Belt is never going to play, so that wasn't the reason for the freakout. It's awful that he isn't going to get that chance, but he was never going to get at-bats. Let him get at-bats so he's ready for 2013, because if he can't play over an Aubrey Huff with a sub-.300 on-base percentage, he's never playing over Aubrey Huff. He probably will be the hitter sent down today.
So why the freakout over Burrell? He's a popular guy, sure, and I'm sure he's the biological father of some of the readers here, even if they don't really know that yet. But he's just a fifth outfielder -- a low-average, master of the three true outcomes. What he did last year will never be forgotten, but I'm okay with him on the bench. Break out the wOBA charts if you must, but he's an atrocious defender, enough to break a tie between him and Ross, Torres, or Schierholtz.
Here's my best explanation, then, for the freakout:
Star-divide
This site, myself included, is filled with people who probably take the Giants a little too seriously.
Haha, just kidding. That can't be it. Here's the real explanation:
Over the next two seasons, the Giants will pay Aaron Rowand and Pat Burrell combined $25 million. If they release Rowand, they pay $25 million dollars. If they release Burrell, they pay $25 million dollars. This is what a sunk cost is. The Giants know this. Dave Roberts got paid millions of dollars to announce post-game shows for the Red Sox in 2008.
The question, then, is who would help the Giants more as a fifth outfielder? The money's gone. Poof. It ain't coming back. By allocating more of the money to one of the two players, you don't get a better player. So look at both players and how they fit on the current roster. The Giants have:
Cody Ross*
Andres Torres*
Carlos Beltran*
Nate Schierholtz
The ones with asterisks are the ones who can play center. Well, that's not quite true. Nate Schierholtz can play center too, the Giants have just never tried him there. Ross and Torres are center fielders. Beltran isn't any more, but he could cover in a pinch. So for the Giants' fifth outfielder, what's more important?
  1. A player whose value is entirely dependent on playing center field
  2. A player whose value is entirely dependent on hitting home runs and taking the occasional walk
It's not a trick question. They're making a combined $25 million no matter who you release.

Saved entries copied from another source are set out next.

//! Adaptive polling schedules and budgets.
//!
//! Waits start short so fast runs feel instant and stretch out as a run keeps
//! going, which keeps the request rate against the provider bounded.

use serde::{Deserialize, Serialize};
use std::time::Duration;

/// Who is waiting on the run.
#[derive(Debug, Clone, Copy, PartialEq, Eq, Hash, Serialize, Deserialize)]
#[serde(rename_all = "snake_case")]
pub enum PollMode {
    /// A user is watching an SSE stream.
    Interactive,
    /// A caller asked for a single JSON response.
    Batch,
}

/// Step function from attempt count to wait interval.
///
/// Each step applies from its `from_attempt` until the next step begins.
#[derive(Debug, Clone, PartialEq, Eq)]
pub struct PollSchedule {
    steps: Vec<(u32, Duration)>,
}

impl PollSchedule {
    /// Builds a schedule from `(from_attempt, interval)` steps.
    ///
    /// Steps are sorted by attempt; intervals are clamped so the schedule
    /// never shrinks as attempts grow.
    pub fn new(mut steps: Vec<(u32, Duration)>) -> Self {
        steps.sort_by_key(|(from, _)| *from);
        let mut floor = Duration::ZERO;
        for (_, interval) in steps.iter_mut() {
            if *interval < floor {
                *interval = floor;
            }
            floor = *interval;
        }
        Self { steps }
    }

    /// Default schedule for the given mode.
    pub fn for_mode(mode: PollMode) -> Self {
        let ms = Duration::from_millis;
        match mode {
            PollMode::Interactive => Self::new(vec![
                (0, ms(500)),
                (3, ms(1_000)),
                (8, ms(1_500)),
                (15, ms(2_500)),
            ]),
            PollMode::Batch => Self::new(vec![
                (0, ms(1_000)),
                (3, ms(2_000)),
                (8, ms(3_000)),
                (15, ms(5_000)),
            ]),
        }
    }

    /// Wait before the status check numbered `attempt` (0-based).
    pub fn interval_for(&self, attempt: u32) -> Duration {
        self.steps
            .iter()
            .take_while(|(from, _)| *from <= attempt)
            .last()
            .map(|(_, interval)| *interval)
            .unwrap_or(Duration::ZERO)
    }
}

/// Upper bounds on how long a single run may be polled.
#[derive(Debug, Clone, Copy, PartialEq, Eq, Serialize, Deserialize)]
#[serde(rename_all = "camelCase")]
pub struct PollBudget {
    pub max_attempts: u32,
    #[serde(with = "duration_ms")]
    #[serde(rename = "globalTimeoutMs")]
    pub global_timeout: Duration,
}

impl PollBudget {
    pub fn new(max_attempts: u32, global_timeout: Duration) -> Self {
        Self {
            max_attempts,
            global_timeout,
        }
    }

    /// Budget for healthy instances.
    pub fn standard() -> Self {
        Self::new(60, Duration::from_secs(120))
    }

    /// Fail-fast budget for instances with recent failures.
    pub fn reduced() -> Self {
        Self::new(25, Duration::from_secs(45))
    }
}

mod duration_ms {
    use serde::{Deserialize, Deserializer, Serializer};
    use std::time::Duration;

    pub fn serialize<S: Serializer>(value: &Duration, serializer: S) -> Result<S::Ok, S::Error> {
        serializer.serialize_u64(value.as_millis() as u64)
    }

    pub fn deserialize<'de, D: Deserializer<'de>>(deserializer: D) -> Result<Duration, D::Error> {
        u64::deserialize(deserializer).map(Duration::from_millis)
    }
}

#[cfg(test)]
mod tests {
    use super::*;

    #[test]
    fn interactive_is_tighter_than_batch() {
        let interactive = PollSchedule::for_mode(PollMode::Interactive);
        let batch = PollSchedule::for_mode(PollMode::Batch);
        for attempt in 0..40 {
            assert!(interactive.interval_for(attempt) < batch.interval_for(attempt));
        }
    }

    #[test]
    fn schedules_never_shrink() {
        for mode in [PollMode::Interactive, PollMode::Batch] {
            let schedule = PollSchedule::for_mode(mode);
            let mut previous = Duration::ZERO;
            for attempt in 0..100 {
                let interval = schedule.interval_for(attempt);
                assert!(interval >= previous, "{mode:?} shrank at attempt {attempt}");
                previous = interval;
            }
        }
    }

    #[test]
    fn step_boundaries_apply_from_their_attempt() {
        let schedule = PollSchedule::for_mode(PollMode::Interactive);
        assert_eq!(schedule.interval_for(0), Duration::from_millis(500));
        assert_eq!(schedule.interval_for(2), Duration::from_millis(500));
        assert_eq!(schedule.interval_for(3), Duration::from_millis(1_000));
        assert_eq!(schedule.interval_for(1_000), Duration::from_millis(2_500));
    }

    #[test]
    fn decreasing_steps_are_clamped() {
        let schedule = PollSchedule::new(vec![
            (5, Duration::from_millis(100)),
            (0, Duration::from_millis(400)),
        ]);
        assert_eq!(schedule.interval_for(0), Duration::from_millis(400));
        assert_eq!(schedule.interval_for(6), Duration::from_millis(400));
    }

    #[test]
    fn reduced_budget_is_smaller_than_standard() {
        let standard = PollBudget::standard();
        let reduced = PollBudget::reduced();
        assert!(reduced.max_attempts < standard.max_attempts);
        assert!(reduced.global_timeout < standard.global_timeout);
    }

    #[test]
    fn budget_serializes_timeout_in_millis() {
        let json = serde_json::to_value(PollBudget::new(3, Duration::from_secs(2))).unwrap();
        assert_eq!(json["maxAttempts"], 3);
        assert_eq!(json["globalTimeoutMs"], 2000);
    }
}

They both have their very specific uses. But which skill set do the Giants need?
Burrell, no question, is a better fit. Rowand is done as a hitter -- almost nothing stabilizes quicker than strikeouts and walks, and over his past 633 plate appearances, he's struck out 136 times and walked 26 times, hitting .233 with 13 home runs. He can't hit. You can believe in his last 10 at-bats. I'll believe in his last 600.
But if the Giants get rid of Burrell, we're going to see a whole lot of Rowand late-inning pinch-hitting roles. He'd be the guy, the bat off the bench. Venters, Kimbrel, Madson, Bell, Adams ... Rowand. Whiteside bloops a single against Huston Street, and ... Rowand. He'd be the outfielder equivalent of carrying three catchers.

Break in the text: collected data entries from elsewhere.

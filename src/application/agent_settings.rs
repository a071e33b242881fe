//! Per-request agent settings resolution.

use std::collections::HashMap;
use std::sync::Arc;

use crate::domain::agent::{AgentSettings, ConfigSource};
use crate::domain::foundation::{AgentId, UserId};
use crate::ports::AgentSettingsReader;

/// Resolves settings once per request.
///
/// A per-user override from the reader wins; anything else, including a
/// failed lookup, falls back to the static table.
#[derive(Clone, Default)]
pub struct AgentSettingsResolver {
    reader: Option<Arc<dyn AgentSettingsReader>>,
    statics: HashMap<AgentId, AgentSettings>,
    default: AgentSettings,
}

impl AgentSettingsResolver {
    pub fn new(default: AgentSettings) -> Self {
        Self {
            reader: None,
            statics: HashMap::new(),
            default,
        }
    }

    pub fn with_reader(mut self, reader: Arc<dyn AgentSettingsReader>) -> Self {
        self.reader = Some(reader);
        self
    }

    pub fn with_static(mut self, agent_id: AgentId, settings: AgentSettings) -> Self {
        self.statics.insert(agent_id, settings);
        self
    }

    fn static_for(&self, agent_id: &AgentId) -> AgentSettings {
        self.statics
            .get(agent_id)
            .cloned()
            .unwrap_or_else(|| self.default.clone())
    }

    pub async fn resolve(&self, user_id: &UserId, agent_id: &AgentId) -> ConfigSource {
        let Some(reader) = &self.reader else {
            return ConfigSource::Static(self.static_for(agent_id));
        };

        match reader.find_for_user(user_id, agent_id).await {
            Ok(Some(settings)) => ConfigSource::Dynamic(settings),
            Ok(None) => ConfigSource::Static(self.static_for(agent_id)),
            Err(e) => {
                tracing::warn!(
                    user = %user_id,
                    agent = %agent_id,
                    error = %e,
                    "agent settings lookup failed, using static settings"
                );
                ConfigSource::Static(self.static_for(agent_id))
            }
        }
    }
}

impl std::fmt::Debug for AgentSettingsResolver {
    fn fmt(&self, f: &mut std::fmt::Formatter<'_>) -> std::fmt::Result {
        f.debug_struct("AgentSettingsResolver")
            .field("has_reader", &self.reader.is_some())
            .field("statics", &self.statics.len())
            .finish()
    }
}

It wouldn't be a crippling move to keep Rowand over Burrell, and it wouldn't undo the improvements of the Beltran trade. It's just disappointing because the Giants wouldn't stay as good as they could have today, never mind the sentimental attachment to one of the reasons the Giants even made the playoffs in 2010.
Strip away the emotion and the subjectivity, and it's still pretty clear that Burrell makes for a better 25th man on the Giants than Rowand. I'm not saying Rowand needs to go (just hinting!) but if it's a choice between Burrell and Rowand, I don't see how that's a choice at all.